Iv'e used those to highlight art work..they work good and 10' isn't that high.


----------



## backstay (Feb 3, 2011)

Ceiling or wall mounted? What kind of store(theme)?


----------



## MechanicalDVR (Dec 29, 2007)

lighterup said:


> *Assuming access above ceiling* , what about low voltage recess 4"cans
> with directional apertures (the ones that throw a narrower beam as
> opposed to the wider spread?)
> 
> Iv'e used those to highlight art work..they work good and 10' isn't that high.


He said 'open' ceiling so I figure no way to use cans.


----------



## Chris1971 (Dec 27, 2010)

backstay said:


> Ceiling or wall mounted? What kind of store(theme)?


Ceiling mounted. Open ceiling.

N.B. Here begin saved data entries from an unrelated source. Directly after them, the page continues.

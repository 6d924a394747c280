//! [`SqliteStore`]: the SQLite implementation of [`CampusStore`].

use std::path::Path;

use campus_core::{
  content::{Content, NewContent, TargetKind, TargetRef},
  conversation::{Conversation, ordered_pair},
  document::{Document, DocumentPayload, NewDocument, QualityStatus, Revision},
  notification::{NewNotification, Notification},
  reaction::{Reaction, ReactionKey, ReactionKind},
  store::CampusStore,
  user::{AwardOutcome, NewUser, PointAward, User, UserStats},
  vote::{Vote, VoteKey, VoteValue},
};
use chrono::Utc;
use rusqlite::{OptionalExtension as _, TransactionBehavior};
use uuid::Uuid;

use crate::{
  Error, Result,
  encode::{
    CONTENT_COLUMNS, CONVERSATION_COLUMNS, DOCUMENT_COLUMNS,
    NOTIFICATION_COLUMNS, RawContent, RawConversation, RawDocument,
    RawNotification, RawReaction, RawUser, RawVote, USER_COLUMNS, decode_uuid,
    encode_count, encode_dt, encode_uuid,
  },
  schema::SCHEMA,
};

/// What happened inside the version-upload transaction.
enum RevisionStep {
  Missing,
  Stale(i64),
  Done(RawDocument, RawDocument),
}

// ─── Store ───────────────────────────────────────────────────────────────────

/// A campus store backed by a single SQLite file.
///
/// Cloning is cheap; the inner connection is reference-counted.
#[derive(Clone)]
pub struct SqliteStore {
  conn: tokio_rusqlite::Connection,
}

impl SqliteStore {
  /// Open (or create) a store at `path` and run schema initialisation.
  pub async fn open(path: impl AsRef<Path>) -> Result<Self> {
    let conn = tokio_rusqlite::Connection::open(path).await?;
    let store = Self { conn };
    store.init_schema().await?;
    Ok(store)
  }

  /// Open an in-memory store, for tests.
  pub async fn open_in_memory() -> Result<Self> {
    let conn = tokio_rusqlite::Connection::open_in_memory().await?;
    let store = Self { conn };
    store.init_schema().await?;
    Ok(store)
  }

  async fn init_schema(&self) -> Result<()> {
    self
      .conn
      .call(|conn| {
        conn.execute_batch(SCHEMA)?;
        Ok(())
      })
      .await?;
    Ok(())
  }

  async fn document_by_id(&self, id: Uuid) -> Result<Option<Document>> {
    let id_str = encode_uuid(id);

    let raw: Option<RawDocument> = self
      .conn
      .call(move |conn| {
        Ok(
          conn
            .query_row(
              &format!("SELECT {DOCUMENT_COLUMNS} FROM documents WHERE document_id = ?1"),
              rusqlite::params![id_str],
              RawDocument::from_row,
            )
            .optional()?,
        )
      })
      .await?;

    raw.map(RawDocument::into_document).transpose()
  }
}
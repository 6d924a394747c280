//! Error type for `campus-store-sqlite`.

use campus_core::store::StoreError;
use rusqlite::ffi;
use thiserror::Error;

#[derive(Debug, Error)]
pub enum Error {
  #[error("database error: {0}")]
  Database(#[from] tokio_rusqlite::Error),

  #[error("uuid parse error: {0}")]
  Uuid(#[from] uuid::Error),

  #[error("date/time parse error: {0}")]
  DateParse(String),

  /// A stored discriminant did not match any known variant.
  #[error("unknown {column} value: {value:?}")]
  UnknownValue { column: &'static str, value: String },

  /// An unsigned count does not fit SQLite's signed 64-bit integer.
  #[error("{column} value {value} is out of range")]
  OutOfRange { column: &'static str, value: u64 },

  #[error("document not found: {0}")]
  DocumentNotFound(uuid::Uuid),

  /// A uniqueness constraint or version check rejected the write.
  #[error("conflict: {0}")]
  Conflict(String),
}

impl Error {
  /// Translate a unique/primary-key violation into [`Error::Conflict`];
  /// anything else stays a database error.
  pub(crate) fn from_insert(err: tokio_rusqlite::Error, what: &str) -> Self {
    if is_unique_violation(&err) {
      Self::Conflict(format!("{what} already exists"))
    } else {
      Self::Database(err)
    }
  }
}

fn is_unique_violation(err: &tokio_rusqlite::Error) -> bool {
  match err {
    tokio_rusqlite::Error::Rusqlite(rusqlite::Error::SqliteFailure(e, _)) => {
      e.extended_code == ffi::SQLITE_CONSTRAINT_UNIQUE
        || e.extended_code == ffi::SQLITE_CONSTRAINT_PRIMARYKEY
    }
    _ => false,
  }
}

impl StoreError for Error {
  fn is_conflict(&self) -> bool {
    match self {
      Self::Conflict(_) => true,
      Self::Database(e) => is_unique_violation(e),
      _ => false,
    }
  }
}

pub type Result<T, E = Error> = std::result::Result<T, E>;
use super::{BlobStore, Result, StorageError};
use std::fs;
use std::path::{Component, Path, PathBuf};

/// Directory-backed store mirroring the bucket key layout.
#[derive(Debug, Clone)]
pub struct LocalStore {
    root: PathBuf,
}

impl LocalStore {
    pub fn new(root: impl Into<PathBuf>) -> Self {
        Self { root: root.into() }
    }

    /// Resolve a key to a path under the root.
    ///
    /// Rejects absolute keys and keys containing `..`.
    pub fn path_for(&self, key: &str) -> Result<PathBuf> {
        let relative = Path::new(key);
        if key.is_empty()
            || relative
                .components()
                .any(|c| !matches!(c, Component::Normal(_)))
        {
            return Err(StorageError::InvalidKey(key.to_owned()));
        }
        Ok(self.root.join(relative))
    }

    fn collect_keys(&self, dir: &Path, keys: &mut Vec<String>) -> Result<()> {
        let entries = fs::read_dir(dir).map_err(|e| StorageError::io(dir, e))?;
        for entry in entries {
            let entry = entry.map_err(|e| StorageError::io(dir, e))?;
            let path = entry.path();
            if path.is_dir() {
                self.collect_keys(&path, keys)?;
            } else if let Ok(relative) = path.strip_prefix(&self.root) {
                let key = relative
                    .components()
                    .map(|c| c.as_os_str().to_string_lossy())
                    .collect::<Vec<_>>()
                    .join("/");
                keys.push(key);
            }
        }
        Ok(())
    }
}

impl BlobStore for LocalStore {
    fn describe(&self) -> String {
        format!("local:{}", self.root.display())
    }

    fn probe(&self) -> Result<()> {
        if self.root.is_dir() {
            Ok(())
        } else {
            Err(StorageError::Unreachable(format!(
                "{} is not a directory",
                self.root.display()
            )))
        }
    }

    fn get_object_bytes(&self, key: &str) -> Result<Vec<u8>> {
        let path = self.path_for(key)?;
        if !path.is_file() {
            return Err(StorageError::NotFound(key.to_owned()));
        }
        fs::read(&path).map_err(|e| StorageError::io(&path, e))
    }

    fn put_object_bytes(&self, key: &str, bytes: &[u8]) -> Result<()> {
        let path = self.path_for(key)?;
        if let Some(parent) = path.parent() {
            fs::create_dir_all(parent).map_err(|e| StorageError::io(parent, e))?;
        }
        fs::write(&path, bytes).map_err(|e| StorageError::io(&path, e))
    }

    fn list(&self, prefix: &str) -> Result<Vec<String>> {
        if !self.root.is_dir() {
            return Ok(Vec::new());
        }
        let mut keys = Vec::new();
        self.collect_keys(&self.root, &mut keys)?;
        keys.retain(|k| k.starts_with(prefix));
        keys.sort();
        Ok(keys)
    }

    fn presigned_url(&self, key: &str) -> Result<String> {
        let path = self.path_for(key)?;
        let absolute = fs::canonicalize(&path).map_err(|_| StorageError::NotFound(key.to_owned()))?;
        Ok(format!("file://{}", absolute.display()))
    }
}
use crate::DocType;
use crate::metadata::storage_key;
use lopdf::content::{Content, Operation};
use lopdf::{Document, Object, Stream, dictionary};
use std::path::{Path, PathBuf};
use thiserror::Error;

pub const DEMO_BATCHES: [&str; 3] = ["B001", "B002", "B003"];
pub const DEMO_STATUSES: [&str; 4] = ["Pending", "Accepted", "Rejected", "In Review"];
pub const DEMO_VERSIONS: u32 = 2;

// A4 at 72 DPI
const PAGE_WIDTH: i64 = 595;
const PAGE_HEIGHT: i64 = 842;

#[derive(Debug, Error)]
pub enum DemoError {
    #[error("pdf error: {0}")]
    Pdf(#[from] lopdf::Error),
    #[error("failed to write pdf: {0}")]
    Write(#[from] std::io::Error),
    #[error("io error on {path}: {source}")]
    Io {
        path: PathBuf,
        #[source]
        source: std::io::Error,
    },
}

pub type Result<T> = std::result::Result<T, DemoError>;

/// Build a one-page sample PDF describing a document version.
pub fn sample_pdf(doc_type: DocType, batch: &str, version: u32, status: &str) -> Result<Vec<u8>> {
    let mut doc = Document::with_version("1.5");
    let pages_id = doc.new_object_id();

    let font_id = doc.add_object(dictionary! {
        "Type" => "Font",
        "Subtype" => "Type1",
        "BaseFont" => "Helvetica",
        "Encoding" => "WinAnsiEncoding",
    });
    let resources_id = doc.add_object(dictionary! {
        "Font" => dictionary! {
            "F1" => font_id,
        },
    });

    let mut operations = vec![
        // Border
        Operation::new("w", vec![2.into()]),
        Operation::new(
            "re",
            vec![
                20.into(),
                20.into(),
                (PAGE_WIDTH - 40).into(),
                (PAGE_HEIGHT - 40).into(),
            ],
        ),
        Operation::new("S", vec![]),
    ];

    let mut y = PAGE_HEIGHT - 70;
    text_line(&mut operations, 24, 200, y, &format!("{} Document", doc_type));
    y -= 50;
    text_line(&mut operations, 18, 200, y, &format!("Batch: {}", batch));
    y -= 50;
    text_line(&mut operations, 18, 200, y, &format!("Version: {}", version));
    y -= 40;
    text_line(&mut operations, 18, 200, y, &format!("Status: {}", status));
    y -= 40;
    for i in 1..=10 {
        y -= 30;
        text_line(
            &mut operations,
            12,
            40,
            y,
            &format!("Sample content line {} for demonstration purposes", i),
        );
    }
    text_line(
        &mut operations,
        10,
        150,
        50,
        "This is a sample document for demo purposes",
    );

    let content = Content { operations };
    let content_id = doc.add_object(Stream::new(dictionary! {}, content.encode()?));
    let page_id = doc.add_object(dictionary! {
        "Type" => "Page",
        "Parent" => pages_id,
        "Contents" => content_id,
    });
    let pages = dictionary! {
        "Type" => "Pages",
        "Kids" => vec![page_id.into()],
        "Count" => 1,
        "Resources" => resources_id,
        "MediaBox" => vec![0.into(), 0.into(), PAGE_WIDTH.into(), PAGE_HEIGHT.into()],
    };
    doc.objects.insert(pages_id, Object::Dictionary(pages));

    let catalog_id = doc.add_object(dictionary! {
        "Type" => "Catalog",
        "Pages" => pages_id,
    });
    let info_id = doc.add_object(dictionary! {
        "Title" => Object::string_literal(format!("{} {} v{}", doc_type, batch, version)),
        "Producer" => Object::string_literal("doc-review demo"),
    });
    doc.trailer.set("Root", catalog_id);
    doc.trailer.set("Info", info_id);
    doc.compress();

    let mut bytes = Vec::new();
    doc.save_to(&mut bytes)?;
    Ok(bytes)
}

fn text_line(operations: &mut Vec<Operation>, size: i64, x: i64, y: i64, text: &str) {
    operations.extend([
        Operation::new("BT", vec![]),
        Operation::new("Tf", vec!["F1".into(), size.into()]),
        Operation::new("Td", vec![x.into(), y.into()]),
        Operation::new("Tj", vec![Object::string_literal(text)]),
        Operation::new("ET", vec![]),
    ]);
}

/// Write the demo document set under `out_dir` using the bucket key layout.
///
/// Returns the written file paths.
pub fn generate(out_dir: &Path) -> Result<Vec<PathBuf>> {
    let mut written = Vec::new();

    for (batch_idx, batch) in DEMO_BATCHES.iter().enumerate() {
        for doc_type in DocType::ALL {
            for version in 1..=DEMO_VERSIONS {
                let status = DEMO_STATUSES[(batch_idx + version as usize) % DEMO_STATUSES.len()];
                let path = out_dir.join(storage_key(doc_type, batch, version));
                tracing::info!(path = %path.display(), "creating sample PDF");

                let bytes = sample_pdf(doc_type, batch, version, status)?;
                if let Some(parent) = path.parent() {
                    std::fs::create_dir_all(parent).map_err(|source| DemoError::Io {
                        path: parent.to_path_buf(),
                        source,
                    })?;
                }
                std::fs::write(&path, bytes).map_err(|source| DemoError::Io {
                    path: path.clone(),
                    source,
                })?;
                written.push(path);
            }
        }
    }

    Ok(written)
}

The store goes into homes and cleans them out. They then sell the items they can in a warehouse type store. To me it looks like a hoarders house on steroids.


----------



## lighterup (Jun 14, 2013)

MechanicalDVR said:


> He said 'open' ceiling so I figure no way to use cans.


oh


----------



## lighterup (Jun 14, 2013)

Chris1971 said:


> Ceiling mounted. Open ceiling. The store goes into homes and cleans them out. They then sell the items they can in a warehouse type store. To me it looks like a hoarders house on steroids.


so the ceiling is iron grid / flat roof above?

aircraft cable?


----------



## MTW (Aug 28, 2013)

Chris1971 said:


> Ceiling mounted. Open ceiling. The store goes into homes and cleans them out. They then sell the items they can in a warehouse type store. To me it looks like a hoarders house on steroids.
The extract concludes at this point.